Publicado em: 18/02/2026 às 18:20hs
As instituições financeiras consultadas pelo Banco Central do Brasil, por meio da pesquisa Boletim Focus, reduziram a projeção para a inflação de 2026.
A expectativa para o Índice Nacional de Preços ao Consumidor Amplo (IPCA) caiu de 3,97% para 3,95%, ligeiramente abaixo da semana anterior. A meta de inflação para o período, definida pelo Conselho Monetário Nacional (CMN), é de 3,00%, com margem de tolerância de 1,5 ponto percentual para cima ou para baixo.
Enquanto a projeção para o IPCA recuou, a estimativa de aumento nos preços administrados — que incluem tarifas de energia, combustíveis e transportes públicos — subiu de 3,69% para 3,76%.
Já a inflação medida pelo Índice Geral de Preços – Mercado (IGP-M), referência para reajustes de aluguéis e contratos, foi ajustada para baixo, passando de 3,90% para 3,86%.
Para 2027, as projeções de inflação permanecem praticamente inalteradas. O mercado mantém o IPCA em 3,80%, também acima da meta de 3,00% definida para o período.
A inflação dos preços administrados ficou estável em 3,71%, enquanto o IGP-M apresentou leve alta, passando de 3,99% para 4,00%.
A expectativa para o Produto Interno Bruto (PIB) brasileiro em 2026 foi mantida em 1,80%, mesmo percentual projetado para 2027.
O próprio Banco Central prevê um crescimento um pouco mais robusto: segundo o Relatório de Política Monetária (RPM) de dezembro, a economia nacional deve expandir 2,3% em 2026.
A taxa básica de juros (Selic), atualmente em 15,00% ao ano, deve encerrar 2026 em 12,25%, conforme estimativas da pesquisa Focus. Isso representa uma redução de 2,75 pontos percentuais ao longo do período.
Para 2027, o mercado mantém a projeção de nova queda, com a Selic chegando a 10,50%.
As expectativas para a taxa de câmbio continuam sem alterações.
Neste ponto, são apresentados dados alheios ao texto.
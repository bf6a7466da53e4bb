//! Environment configuration.
//!
//! Variables are read through the `config` crate's environment source into
//! [`HeraldSettings`], a raw view where everything is an optional string.
//! [`HeraldSettings::validate`] turns that into a checked [`HeraldConfig`].

use config::{Config, Environment};
use derive_getters::Getters;
use herald_core::Platform;
use herald_error::{ConfigError, HeraldError, HeraldResult};
use herald_models::{ANTHROPIC_DEFAULT_MODEL, OPENAI_DEFAULT_MODEL};
use herald_server::{ScheduleTime, parse_schedule_times};
use herald_social::{RedditCredentials, RedditCredentialsBuilder};
use serde::Deserialize;
use std::collections::HashMap;
use std::path::PathBuf;
use std::str::FromStr;
use std::time::Duration;
use tracing::{debug, instrument};

/// Default daily firing times.
pub const DEFAULT_SCHEDULE_TIMES: &str = "09:00,15:00,21:00";
const DEFAULT_POSTS_PER_RUN: usize = 3;
const DEFAULT_MAX_RETRIES: usize = 3;
const DEFAULT_DELAY_SECS: u64 = 60;
const DEFAULT_PLAN_PATH: &str = "data/content-plan.json";
const DEFAULT_HISTORY_PATH: &str = "data/post-history.json";

/// Text generation backend.
#[derive(
    Debug,
    Clone,
    Copy,
    PartialEq,
    Eq,
    strum::Display,
    strum::EnumString,
    strum::AsRefStr,
)]
#[strum(serialize_all = "lowercase", ascii_case_insensitive)]
pub enum AiProvider {
    /// Anthropic Messages API
    Anthropic,
    /// OpenAI Chat Completions API
    #[strum(serialize = "openai")]
    OpenAI,
}

/// Deployment mode.
#[derive(Debug, Clone, Copy, Default, PartialEq, Eq, strum::Display)]
#[strum(serialize_all = "lowercase")]
pub enum RunEnvironment {
    /// Runs one cycle at startup
    Development,
    /// Waits for the first scheduled time
    #[default]
    Production,
}

/// Log output format.
#[derive(Debug, Clone, Copy, Default, PartialEq, Eq, strum::Display)]
#[strum(serialize_all = "lowercase")]
pub enum LogFormat {
    /// Human-readable lines
    #[default]
    Text,
    /// One JSON object per event
    Json,
}

/// Raw configuration as read from the environment.
///
/// Every field is optional; defaults and checks are applied by
/// [`validate`](Self::validate).
#[derive(Debug, Clone, Default, Deserialize)]
#[serde(default)]
pub struct HeraldSettings {
    ai_provider: Option<String>,
    anthropic_api_key: Option<String>,
    anthropic_model: Option<String>,
    openai_api_key: Option<String>,
    openai_model: Option<String>,
    twitter_access_token: Option<String>,
    reddit_client_id: Option<String>,
    reddit_client_secret: Option<String>,
    reddit_username: Option<String>,
    reddit_password: Option<String>,
    reddit_user_agent: Option<String>,
    reddit_subreddits: Option<String>,
    blogger_blog_id: Option<String>,
    blogger_access_token: Option<String>,
    posts_per_run: Option<String>,
    schedule_times: Option<String>,
    enable_twitter: Option<String>,
    enable_reddit: Option<String>,
    enable_blogger: Option<String>,
    max_retries: Option<String>,
    delay_between_posts: Option<String>,
    dry_run: Option<String>,
    content_plan_path: Option<String>,
    post_history_path: Option<String>,
    herald_env: Option<String>,
    log_level: Option<String>,
    log_format: Option<String>,
}

/// Checked text generation settings.
#[derive(Clone, Getters)]
pub struct ProviderConfig {
    /// Selected backend
    provider: AiProvider,
    /// API key for the backend
    api_key: String,
    /// Model identifier
    model: String,
}

impl std::fmt::Debug for ProviderConfig {
    fn fmt(&self, f: &mut std::fmt::Formatter<'_>) -> std::fmt::Result {
        f.debug_struct("ProviderConfig")
            .field("provider", &self.provider)
            .field("model", &self.model)
            .finish_non_exhaustive()
    }
}

/// Twitter switch and token.
#[derive(Clone, Getters)]
pub struct TwitterConfig {
    /// `ENABLE_TWITTER`
    enabled: bool,
    /// OAuth 2.0 user-context token
    access_token: Option<String>,
}

impl std::fmt::Debug for TwitterConfig {
    fn fmt(&self, f: &mut std::fmt::Formatter<'_>) -> std::fmt::Result {
        f.debug_struct("TwitterConfig")
            .field("enabled", &self.enabled)
            .field("has_token", &self.access_token.is_some())
            .finish()
    }
}

/// Reddit switch, script-app credentials and target subreddits.
#[derive(Debug, Clone, Getters)]
pub struct RedditConfig {
    /// `ENABLE_REDDIT`
    enabled: bool,
    /// Present only when every credential variable is set
    credentials: Option<RedditCredentials>,
    /// Candidate subreddits
    subreddits: Vec<String>,
}

/// Blogger switch, blog and token.
#[derive(Clone, Getters)]
pub struct BloggerConfig {
    /// `ENABLE_BLOGGER`
    enabled: bool,
    /// Target blog id
    blog_id: Option<String>,
    /// OAuth access token
    access_token: Option<String>,
}

impl std::fmt::Debug for BloggerConfig {
    fn fmt(&self, f: &mut std::fmt::Formatter<'_>) -> std::fmt::Result {
        f.debug_struct("BloggerConfig")
            .field("enabled", &self.enabled)
            .field("blog_id", &self.blog_id)
            .field("has_token", &self.access_token.is_some())
            .finish()
    }
}

/// Validated Herald configuration.
#[derive(Debug, Clone, Getters)]
pub struct HeraldConfig {
    /// Text generation backend
    provider: ProviderConfig,
    /// Twitter settings
    twitter: TwitterConfig,
    /// Reddit settings
    reddit: RedditConfig,
    /// Blogger settings
    blogger: BloggerConfig,
    /// Ideas per cycle
    posts_per_run: usize,
    /// Daily firing times
    schedule_times: Vec<ScheduleTime>,
    /// Retry budget for provider and publisher requests
    max_retries: usize,
    /// Pause between ideas
    delay_between_posts: Duration,
    /// Simulate publishing
    dry_run: bool,
    /// Content plan JSON
    content_plan_path: PathBuf,
    /// Post history JSON
    post_history_path: PathBuf,
    /// Deployment mode
    environment: RunEnvironment,
}

impl HeraldConfig {
    /// Platforms whose switch is on, in platform order.
    ///
    /// Credentials are not considered; see the dispatcher for what can
    /// actually publish.
    pub fn switched_on(&self) -> Vec<Platform> {
        let mut platforms = Vec::new();
        if self.twitter.enabled {
            platforms.push(Platform::Twitter);
        }
        if self.reddit.enabled {
            platforms.push(Platform::Reddit);
        }
        if self.blogger.enabled {
            platforms.push(Platform::Blogger);
        }
        platforms
    }
}

impl HeraldSettings {
    /// Read settings from the process environment.
    ///
    /// # Errors
    ///
    /// Returns a `ConfigError` if the environment cannot be deserialized.
    #[instrument]
    pub fn from_env() -> HeraldResult<Self> {
        debug!("Loading configuration from environment");
        Self::from_source(Environment::default())
    }

    /// Read settings from an explicit variable map instead of the process
    /// environment.
    ///
    /// # Errors
    ///
    /// Returns a `ConfigError` if the map cannot be deserialized.
    pub fn from_vars(vars: HashMap<String, String>) -> HeraldResult<Self> {
        Self::from_source(Environment::default().source(Some(vars)))
    }

    fn from_source(source: Environment) -> HeraldResult<Self> {
        Config::builder()
            .add_source(source)
            .build()
            .map_err(|e| {
                HeraldError::from(ConfigError::new(format!(
                    "Failed to read environment: {}",
                    e
                )))
            })?
            .try_deserialize()
            .map_err(|e| {
                HeraldError::from(ConfigError::new(format!(
                    "Failed to parse configuration: {}",
                    e
                )))
            })
    }

    /// `LOG_LEVEL`, defaulting to `info`.
    pub fn log_level(&self) -> String {
        value(&self.log_level).unwrap_or("info").to_string()
    }

    /// `LOG_FORMAT`; `json` selects JSON output.
    pub fn log_format(&self) -> LogFormat {
        match value(&self.log_format) {
            Some(format) if format.eq_ignore_ascii_case("json") => LogFormat::Json,
            _ => LogFormat::Text,
        }
    }

    /// `POST_HISTORY_PATH`.
    pub fn post_history_path(&self) -> PathBuf {
        PathBuf::from(value(&self.post_history_path).unwrap_or(DEFAULT_HISTORY_PATH))
    }

    /// `CONTENT_PLAN_PATH`.
    pub fn content_plan_path(&self) -> PathBuf {
        PathBuf::from(value(&self.content_plan_path).unwrap_or(DEFAULT_PLAN_PATH))
    }

    /// `SCHEDULE_TIMES`, parsed.
    ///
    /// # Errors
    ///
    /// Returns a `ConfigError` for any invalid time.
    pub fn schedule_times(&self) -> Result<Vec<ScheduleTime>, ConfigError> {
        parse_schedule_times(value(&self.schedule_times).unwrap_or(DEFAULT_SCHEDULE_TIMES))
    }

    /// Apply defaults and check everything needed to run.
    ///
    /// # Errors
    ///
    /// Returns a `ConfigError` when the provider or its key is missing, every
    /// platform is switched off, a schedule time is invalid, or a numeric
    /// variable does not parse.
    #[instrument(skip(self))]
    pub fn validate(&self) -> Result<HeraldConfig, ConfigError> {
        let provider = self.provider()?;

        let twitter = TwitterConfig {
            enabled: flag_on(&self.enable_twitter),
            access_token: owned(&self.twitter_access_token),
        };
        let reddit = RedditConfig {
            enabled: flag_on(&self.enable_reddit),
            credentials: self.reddit_credentials(),
            subreddits: self.subreddits(),
        };
        let blogger = BloggerConfig {
            enabled: flag_on(&self.enable_blogger),
            blog_id: owned(&self.blogger_blog_id),
            access_token: owned(&self.blogger_access_token),
        };

        if !twitter.enabled && !reddit.enabled && !blogger.enabled {
            return Err(ConfigError::new("At least one platform must be enabled"));
        }

        let posts_per_run = number(&self.posts_per_run, "POSTS_PER_RUN", DEFAULT_POSTS_PER_RUN)?;
        if posts_per_run == 0 {
            return Err(ConfigError::new("POSTS_PER_RUN must be at least 1"));
        }

        let config = HeraldConfig {
            provider,
            twitter,
            reddit,
            blogger,
            posts_per_run,
            schedule_times: self.schedule_times()?,
            max_retries: number(&self.max_retries, "MAX_RETRIES", DEFAULT_MAX_RETRIES)?,
            delay_between_posts: Duration::from_secs(number(
                &self.delay_between_posts,
                "DELAY_BETWEEN_POSTS",
                DEFAULT_DELAY_SECS,
            )?),
            dry_run: value(&self.dry_run).is_some_and(|v| v.eq_ignore_ascii_case("true")),
            content_plan_path: self.content_plan_path(),
            post_history_path: self.post_history_path(),
            environment: match value(&self.herald_env) {
                Some(env) if env.eq_ignore_ascii_case("development") => RunEnvironment::Development,
                _ => RunEnvironment::Production,
            },
        };

        debug!(?config, "Configuration validated");
        Ok(config)
    }

    fn provider(&self) -> Result<ProviderConfig, ConfigError> {
        let name = value(&self.ai_provider)
            .ok_or_else(|| ConfigError::new("Missing required environment variable: AI_PROVIDER"))?;
        let provider = AiProvider::from_str(name).map_err(|_| {
            ConfigError::new(format!(
                "Unsupported AI_PROVIDER '{}', expected anthropic or openai",
                name
            ))
        })?;

        let (key, model, key_var, default_model) = match provider {
            AiProvider::Anthropic => (
                &self.anthropic_api_key,
                &self.anthropic_model,
                "ANTHROPIC_API_KEY",
                ANTHROPIC_DEFAULT_MODEL,
            ),
            AiProvider::OpenAI => (
                &self.openai_api_key,
                &self.openai_model,
                "OPENAI_API_KEY",
                OPENAI_DEFAULT_MODEL,
            ),
        };

        let api_key = owned(key).ok_or_else(|| {
            ConfigError::new(format!(
                "{} is required when AI_PROVIDER is {}",
                key_var, provider
            ))
        })?;

        Ok(ProviderConfig {
            provider,
            api_key,
            model: value(model).unwrap_or(default_model).to_string(),
        })
    }

    fn reddit_credentials(&self) -> Option<RedditCredentials> {
        RedditCredentialsBuilder::default()
            .client_id(owned(&self.reddit_client_id)?)
            .client_secret(owned(&self.reddit_client_secret)?)
            .username(owned(&self.reddit_username)?)
            .password(owned(&self.reddit_password)?)
            .user_agent(
                owned(&self.reddit_user_agent).unwrap_or_else(crate::bootstrap::user_agent),
            )
            .build()
            .ok()
    }

    fn subreddits(&self) -> Vec<String> {
        let subreddits: Vec<String> = value(&self.reddit_subreddits)
            .unwrap_or("test")
            .split(',')
            .map(str::trim)
            .filter(|s| !s.is_empty())
            .map(str::to_string)
            .collect();
        if subreddits.is_empty() {
            vec!["test".to_string()]
        } else {
            subreddits
        }
    }
}

/// Non-blank value of an optional variable.
fn value(var: &Option<String>) -> Option<&str> {
    var.as_deref().map(str::trim).filter(|v| !v.is_empty())
}

fn owned(var: &Option<String>) -> Option<String> {
    value(var).map(str::to_string)
}

/// Anything except `false` switches a platform on.
fn flag_on(var: &Option<String>) -> bool {
    value(var) != Some("false")
}

fn number<T: FromStr>(var: &Option<String>, name: &str, default: T) -> Result<T, ConfigError> {
    match value(var) {
        None => Ok(default),
        Some(raw) => raw.parse().map_err(|_| {
            ConfigError::new(format!(
                "{} must be a non-negative integer, got '{}'",
                name, raw
            ))
        }),
    }
}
O mercado prevê o dólar cotado a R$ 5,50 tanto no final de 2026 quanto de 2027, sem variações nas últimas quatro semanas.
Os resultados da pesquisa indicam um cenário de relativa estabilidade nas expectativas econômicas, com inflação controlada, juros em trajetória de queda e câmbio estável.
Apesar disso, o mercado ainda projeta crescimento econômico moderado, refletindo o impacto do aperto monetário prolongado e das incertezas no cenário internacional.